Finding a church to go along with this month’s Waynesburg Community Center story was as easy as doing lunch with a friend. Carol Corwin is the kind of center regular who knows what she comes for – lunch every day with some Silver Sneakers and Yoga for dessert on Wednesdays and Fridays. Never learned to quilt, she tells me with a twinkle. “I grew up in Waynesburg and at night we would go to the park and meet each other and socialize.” Farm kids, she tells me, went home from school and learned to do useful things – like quilting. “I’m afraid I never learned how to do useful things like that!”

What church do you go to? I ask her over a glass of buttermilk and an apple as she finishes her lunch of a nice piece of fish. It’s Friday and soon she’ll be doing Silver Sneakers from the comfort of a chair and I’ll be taking photos and jotting down notes for the story I’m getting ready to write. 

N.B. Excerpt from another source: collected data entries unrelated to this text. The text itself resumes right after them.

// ABOUTME: Axum HTTP testing utilities for integration tests
// ABOUTME: Drives routers in-process and reads bounded prefixes of SSE bodies

use axum::{
    body::Body,
    http::{Method, Request, StatusCode},
    Router,
};
use futures_util::StreamExt;
use std::time::Duration;
use tower::ServiceExt;

/// Helper to build and execute HTTP requests against Axum routers
pub struct AxumTestRequest {
    method: Method,
    uri: String,
    headers: Vec<(String, String)>,
}

impl AxumTestRequest {
    /// Create a new GET request
    pub fn get(uri: &str) -> Self {
        Self {
            method: Method::GET,
            uri: uri.to_owned(),
            headers: Vec::new(),
        }
    }

    /// Create a new DELETE request
    pub fn delete(uri: &str) -> Self {
        Self {
            method: Method::DELETE,
            uri: uri.to_owned(),
            headers: Vec::new(),
        }
    }

    /// Add a header to the request
    pub fn header(mut self, key: &str, value: &str) -> Self {
        self.headers.push((key.to_owned(), value.to_owned()));
        self
    }

    fn build(self) -> Request<Body> {
        let mut builder = Request::builder().method(self.method).uri(self.uri);

        for (key, value) in self.headers {
            builder = builder.header(key, value);
        }

        builder
            .body(Body::empty())
            .expect("Failed to build request")
    }

    /// Execute the request against an Axum router
    pub async fn send(self, app: Router) -> AxumTestResponse {
        let response = app
            .oneshot(self.build())
            .await
            .expect("Failed to execute request");

        AxumTestResponse::from_response(response).await
    }

    /// Execute request for SSE endpoints and keep the body open
    ///
    /// SSE endpoints return long-lived streams, so the caller reads the body
    /// incrementally through [`SseTestStream`].
    pub async fn send_sse(self, app: Router) -> SseTestStream {
        let response = app
            .oneshot(self.build())
            .await
            .expect("Failed to execute request");

        let status = response.status();
        let content_type = response
            .headers()
            .get(axum::http::header::CONTENT_TYPE)
            .and_then(|v| v.to_str().ok())
            .map(ToOwned::to_owned);

        SseTestStream {
            status,
            content_type,
            body: response.into_body().into_data_stream(),
            buffer: String::new(),
        }
    }
}

/// Wrapper around Axum HTTP response for testing
pub struct AxumTestResponse {
    status: StatusCode,
    body: Vec<u8>,
}

impl AxumTestResponse {
    /// Create from response by eagerly reading the body
    async fn from_response(response: axum::http::Response<Body>) -> Self {
        use axum::body::to_bytes;
        let status = response.status();
        let body = to_bytes(response.into_body(), usize::MAX)
            .await
            .expect("Failed to read response body")
            .to_vec();
        Self { status, body }
    }

    /// Get the response status code as u16 for easy assertion
    pub const fn status(&self) -> u16 {
        self.status.as_u16()
    }

    /// Get the response body as a JSON value
    pub fn json<T: serde::de::DeserializeOwned>(self) -> T {
        serde_json::from_slice(&self.body).expect("Failed to deserialize JSON response")
    }

    /// Get the response body as a string
    #[allow(dead_code)]
    pub fn text(self) -> String {
        String::from_utf8(self.body).expect("Failed to decode response as UTF-8")
    }
}

/// Open SSE response body, read frame by frame
pub struct SseTestStream {
    status: StatusCode,
    content_type: Option<String>,
    body: axum::body::BodyDataStream,
    buffer: String,
}

/// One parsed SSE message
#[derive(Debug, Clone)]
pub struct SseMessage {
    pub event: Option<String>,
    pub data: String,
}

impl SseMessage {
    /// Parse the data field as JSON
    pub fn json(&self) -> serde_json::Value {
        serde_json::from_str(&self.data).expect("SSE data is not JSON")
    }
}

impl SseTestStream {
    /// Response status code
    pub const fn status(&self) -> u16 {
        self.status.as_u16()
    }

    /// Response `content-type` header
    pub fn content_type(&self) -> Option<&str> {
        self.content_type.as_deref()
    }

    /// Next message carrying data, or `None` if the stream ended or nothing
    /// arrived within `wait`. Comment-only frames such as keep-alives are skipped.
    pub async fn next_message(&mut self, wait: Duration) -> Option<SseMessage> {
        loop {
            if let Some(end) = self.buffer.find("\n\n") {
                let raw: String = self.buffer.drain(..end + 2).collect();
                if let Some(message) = parse_message(&raw) {
                    return Some(message);
                }
                continue;
            }

            let chunk = tokio::time::timeout(wait, self.body.next()).await.ok()??;
            let bytes = chunk.expect("Failed to read SSE chunk");
            self.buffer
                .push_str(std::str::from_utf8(&bytes).expect("SSE chunk is not UTF-8"));
        }
    }

    /// Whether the server ended the stream within `wait`
    pub async fn ends_within(&mut self, wait: Duration) -> bool {
        let deadline = tokio::time::Instant::now() + wait;
        loop {
            let remaining = deadline.saturating_duration_since(tokio::time::Instant::now());
            match tokio::time::timeout(remaining, self.body.next()).await {
                Ok(None) => return true,
                Ok(Some(_)) => {}
                Err(_) => return false,
            }
        }
    }
}

fn parse_message(raw: &str) -> Option<SseMessage> {
    let mut event = None;
    let mut data: Option<String> = None;

    for line in raw.lines() {
        if let Some(value) = line.strip_prefix("event:") {
            event = Some(value.trim_start().to_owned());
        } else if let Some(value) = line.strip_prefix("data:") {
            let value = value.strip_prefix(' ').unwrap_or(value);
            match data.as_mut() {
                Some(existing) => {
                    existing.push('\n');
                    existing.push_str(value);
                }
                None => data = Some(value.to_owned()),
            }
        }
    }

    data.map(|data| SseMessage { event, data })
}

“First United Methodist Church of Waynesburg. I’ve gone there all my life,” Carol tells me.

Carol has a special place to sit, to the left of the altar and I join her there. The atmosphere is as comfortable as my front porch and I find myself surrounded by people I know. There’s my doctor, Nate Duer, wearing a Steeler jersey and doing September duties as head usher. He grins and waves from the altar.

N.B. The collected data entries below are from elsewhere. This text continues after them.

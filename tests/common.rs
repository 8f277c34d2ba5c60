// ABOUTME: Shared test utilities and setup functions for integration tests
// ABOUTME: Builds services with short delays and drains subscription frames into parsed events
//
// SPDX-License-Identifier: MIT OR Apache-2.0
// Copyright (c) 2025 Pierre Fitness Intelligence
#![allow(
    dead_code,
    clippy::missing_panics_doc,
    clippy::must_use_candidate,
    clippy::uninlined_format_args
)]
//! Shared test utilities for `task_log_stream`

use std::sync::Once;
use std::time::Duration;
use task_log_stream::{
    config::{ServerConfig, SseConfig},
    constants::sse_wire::LOG_EVENT_NAME,
    routes::build_router,
    sse::{ChannelFrame, LogStreamService, TaskSubscription},
};

/// Delayed-close window used by tests instead of the production default
pub const TEST_CLOSE_DELAY_MS: u64 = 50;

static INIT_LOGGER: Once = Once::new();

/// Initialize quiet test logging once per test binary
pub fn init_test_logging() {
    INIT_LOGGER.call_once(|| {
        let log_level = match std::env::var("TEST_LOG").as_deref() {
            Ok("DEBUG") => tracing::Level::DEBUG,
            Ok("INFO") => tracing::Level::INFO,
            _ => tracing::Level::WARN,
        };

        let _ = tracing_subscriber::fmt()
            .with_max_level(log_level)
            .with_test_writer()
            .try_init();
    });
}

/// SSE settings with a short completion delay
pub fn test_sse_config() -> SseConfig {
    SseConfig {
        close_delay_ms: TEST_CLOSE_DELAY_MS,
        ..SseConfig::default()
    }
}

/// Service with a short completion delay
pub fn create_test_service() -> LogStreamService {
    init_test_logging();
    LogStreamService::new(test_sse_config())
}

/// Full application router around `service`
pub fn create_test_router(service: &LogStreamService) -> axum::Router {
    let config = ServerConfig {
        sse: service.config().clone(),
        ..ServerConfig::default()
    };
    build_router(&config, service)
}

/// Drain every frame already queued on `subscription`, parsing `log` events as JSON.
/// `ChannelFrame::Complete` is returned as `None`.
pub fn drain_frames(subscription: &mut TaskSubscription) -> Vec<Option<serde_json::Value>> {
    let mut frames = Vec::new();
    while let Some(frame) = subscription.try_recv() {
        frames.push(match frame {
            ChannelFrame::Event { name, data } => {
                assert_eq!(name, LOG_EVENT_NAME);
                Some(serde_json::from_str(&data).expect("log event data is JSON"))
            }
            ChannelFrame::Complete => None,
        });
    }
    frames
}

/// Drain queued `log` events only
pub fn drain_events(subscription: &mut TaskSubscription) -> Vec<serde_json::Value> {
    drain_frames(subscription).into_iter().flatten().collect()
}

/// Wait long enough for a scheduled completion close to fire
pub async fn wait_past_close_delay() {
    tokio::time::sleep(Duration::from_millis(TEST_CLOSE_DELAY_MS * 6)).await;
}
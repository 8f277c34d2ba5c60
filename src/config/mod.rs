// ABOUTME: Configuration management module for centralized server settings
// ABOUTME: Re-exports the environment loader and the SSE/CORS network settings
//
// SPDX-License-Identifier: MIT OR Apache-2.0
// Copyright (c) 2025 Pierre Fitness Intelligence

/// Environment and server configuration
pub mod environment;
/// SSE and CORS configuration
pub mod network;

pub use environment::ServerConfig;
pub use network::{CorsConfig, SseConfig};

Theresa Simms shows me where the bathroom is, husband Mike pokes me and says hey you, Ferd Dolfi is playing the organ and Janice Geottschalk gives me a church program then rustles up a copy of the church history that was done in 2003 for the 200th anniversary of this congregation. 

Singing in harmony with so many strong voices is delightful. Reverend David Lake has a showman’s gift for storytelling as he ties the impossibility of starting gasoline fires with lit cigarettes to the love of God for a lost sheep. The laughter he evokes leaves room for a deeper understanding of what the words of the Bible offer to those who appreciate Truth told with a grin.

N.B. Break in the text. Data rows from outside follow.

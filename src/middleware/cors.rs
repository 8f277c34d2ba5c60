// ABOUTME: CORS middleware configuration for the log stream HTTP endpoints
// ABOUTME: Lets browser dashboards on other origins open task streams
//
// SPDX-License-Identifier: MIT OR Apache-2.0
// Copyright (c) 2025 Pierre Fitness Intelligence

use crate::config::CorsConfig;
use http::{header::HeaderName, HeaderValue, Method};
use tower_http::cors::{AllowOrigin, CorsLayer};

/// Configure CORS for the log stream routes
///
/// Origins come from `CORS_ALLOWED_ORIGINS`. An empty value or `*` allows
/// any origin; otherwise the value is a comma-separated origin list.
///
/// # Examples
///
/// ```bash
/// # Allow all origins (development)
/// export CORS_ALLOWED_ORIGINS="*"
///
/// # Allow specific origins (production)
/// export CORS_ALLOWED_ORIGINS="https://app.example.com,https://admin.example.com"
/// ```
#[must_use]
pub fn setup_cors(config: &CorsConfig) -> CorsLayer {
    CorsLayer::new()
        .allow_origin(allow_origin(&config.allowed_origins))
        .allow_headers([
            HeaderName::from_static("content-type"),
            HeaderName::from_static("accept"),
            HeaderName::from_static("cache-control"),
            HeaderName::from_static("last-event-id"),
            HeaderName::from_static("origin"),
            HeaderName::from_static("x-requested-with"),
        ])
        .allow_methods([Method::GET, Method::DELETE, Method::OPTIONS])
}

fn allow_origin(allowed_origins: &str) -> AllowOrigin {
    if allowed_origins.is_empty() || allowed_origins == "*" {
        return AllowOrigin::any();
    }

    let origins: Vec<HeaderValue> = allowed_origins
        .split(',')
        .filter_map(|s| {
            let trimmed = s.trim();
            if trimmed.is_empty() {
                None
            } else {
                HeaderValue::from_str(trimmed).ok()
            }
        })
        .collect();

    if origins.is_empty() {
        // Fallback to any if parsing failed
        AllowOrigin::any()
    } else {
        AllowOrigin::list(origins)
    }
}
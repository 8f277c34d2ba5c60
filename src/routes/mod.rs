// ABOUTME: Route module organization for the task log stream HTTP server
// ABOUTME: Assembles health and log stream routes with the tracing and CORS layers
//
// SPDX-License-Identifier: MIT OR Apache-2.0
// Copyright (c) 2025 Pierre Fitness Intelligence

//! Route module for the task log stream server
//!
//! Each domain module contains only route definitions and thin handlers that
//! delegate to [`LogStreamService`].

/// Health check and system status routes
pub mod health;

pub use crate::sse::LogStreamRoutes;
/// Health check route handlers
pub use health::HealthRoutes;

use crate::config::ServerConfig;
use crate::errors::AppError;
use crate::middleware::setup_cors;
use crate::sse::LogStreamService;
use axum::{http::Uri, Router};
use tower_http::trace::TraceLayer;

/// Build the complete application router
pub fn build_router(config: &ServerConfig, service: &LogStreamService) -> Router {
    Router::new()
        .merge(HealthRoutes::routes(service.clone()))
        .merge(LogStreamRoutes::routes(service.clone()))
        .fallback(not_found)
        .layer(TraceLayer::new_for_http())
        .layer(setup_cors(&config.cors))
}

async fn not_found(uri: Uri) -> AppError {
    AppError::not_found(format!("Route {}", uri.path()))
}
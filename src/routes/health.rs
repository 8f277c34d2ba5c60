// ABOUTME: Health check route handlers for service monitoring and status endpoints
// ABOUTME: Reports liveness together with the number of open task streams
//
// SPDX-License-Identifier: MIT OR Apache-2.0
// Copyright (c) 2025 Pierre Fitness Intelligence

//! Health check routes for service monitoring
//!
//! Load balancers poll `/health` for liveness and `/ready` for readiness.

use crate::constants::service_names::TASK_LOG_STREAM;
use crate::sse::LogStreamService;

/// Health routes implementation
pub struct HealthRoutes;

impl HealthRoutes {
    /// Create all health check routes
    pub fn routes(service: LogStreamService) -> axum::Router {
        use axum::{extract::State, routing::get, Json, Router};

        async fn health_handler(State(service): State<LogStreamService>) -> Json<serde_json::Value> {
            Json(serde_json::json!({
                "status": "healthy",
                "service": TASK_LOG_STREAM,
                "version": env!("CARGO_PKG_VERSION"),
                "activeConnections": service.active_connection_count(),
                "timestamp": chrono::Utc::now().to_rfc3339()
            }))
        }

        async fn ready_handler() -> Json<serde_json::Value> {
            Json(serde_json::json!({
                "status": "ready",
                "timestamp": chrono::Utc::now().to_rfc3339()
            }))
        }

        Router::new()
            .route("/health", get(health_handler))
            .route("/ready", get(ready_handler))
            .with_state(service)
    }
}
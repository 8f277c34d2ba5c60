// ABOUTME: HTTP server runner for the task log stream service
// ABOUTME: Serves the router and completes every open stream when shutdown is requested
//
// SPDX-License-Identifier: MIT OR Apache-2.0
// Copyright (c) 2025 Pierre Fitness Intelligence

//! Server lifecycle.
//!
//! SSE responses never end on their own, so a graceful shutdown that only
//! waits for in-flight connections would hang while any client is attached.
//! [`serve`] completes every open stream as soon as the shutdown signal
//! fires, which lets axum drain the connections and return.

use crate::sse::LogStreamService;
use axum::Router;
use std::future::Future;
use tokio::net::TcpListener;
use tracing::info;

/// Serve `app` on `listener` until `signal` resolves, then shut down
/// gracefully.
///
/// # Errors
///
/// Returns an error if the underlying server fails while accepting
/// connections
pub async fn serve<F>(
    listener: TcpListener,
    app: Router,
    service: LogStreamService,
    signal: F,
) -> std::io::Result<()>
where
    F: Future<Output = ()> + Send + 'static,
{
    axum::serve(listener, app)
        .with_graceful_shutdown(async move {
            signal.await;
            info!("Shutdown signal received, closing open streams");
            service.shutdown();
        })
        .await
}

Rev. Sue Hoover and Rev. David Lake talking to parishioners at the annual Methodist picnic at Lions Club Park.

I meet more friends and neighbors when services end and – seems I picked the perfect Sunday! – we head to the annual church picnic at Lions Club Park. Oakview and Washington Street Methodist congregations are joining us there. It is an open-air covered dish celebration of song, prayer and good food like the old days, when camp meetings were held in green groves attended by hundreds, sometimes thousands, of first settlers, linked in faith by the circuit riding itinerate ministers of the Redstone Circuit. By 1796 there was a Washington Circuit that was “soon named Greenfield circuit because most of the preaching was done in Greene County.” Church history tells us that by 1803 there was a Methodist Society in Waynesburg and by 1806 land was deeded for a Methodist Episcopal church. A frame building was erected in 1809 on Liberty Street that would serve the congregation until a new brick church was built in 1843 on Washington Street, behind the courthouse. When it came time to remodel in 1874, festivals, lectures, bake sales and rummage sales helped pay the bill. By the turn of the twentieth century membership was up and plans were afoot to build a church on Richhill Street, with beautiful brown stone from Hummerstown, Pa. Children collected pennies and patrons gave what they could to purchase those great stained glass windows you see today. Andrew Carnegie matched the monies raised by the Wesleyan Society to buy a steam-powered pipe organ.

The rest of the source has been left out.